Born to cinematic royalty, the daughter of […], a multiple Oscar-winning Russian director and actor, and […], an Oscar-winning French-Lithuanian model and actress, it seemed only natural that the spotlight found […]. From her very first steps into the industry, she was destined to shake the world.
Her first role as a precocious four-year-old in Ponette (2002) stunned audiences with an astonishing portrayal of grief and disillusionment, carrying the film’s themes of innocence lost with an eerie maturity. This debut set the stage for a career of bold, emotionally intense roles. By 2006, she had returned with Little Miss Sunshine as Olive, snatching up an Oscar nomination and making it clear that her raw talent was no passing phenomenon. With each subsequent role — Léon as Matilda, Atonement as Briony, True Grit, and Lolita in the titular role — she not only proved herself, but solidified her place as the youngest actor to hold the industry’s record for Oscar nominations.

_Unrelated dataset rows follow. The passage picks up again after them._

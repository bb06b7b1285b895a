/// Control actions supported by the saddle solvers.
#[derive(Debug, Clone, Copy, PartialEq, Eq)]
pub enum Action {
    /// Stop the solver early and return the trajectory so far.
    StopEarly,
}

Her meteoric rise continued through her adolescence. Moonrise Kingdom showcased her quirky charm, and at just 15, she won an Oscar for the haunting role of Nina Sayers in Black Swan (2013). The following year, she starred in The Grand Budapest Hotel, adding to her artistic credentials. After a brief break to delve into music, she returned with a bang in 2017, snagging another Oscar nomination for her nuanced portrayal in Greta Gerwig’s Ladybird meanwhile only being 19.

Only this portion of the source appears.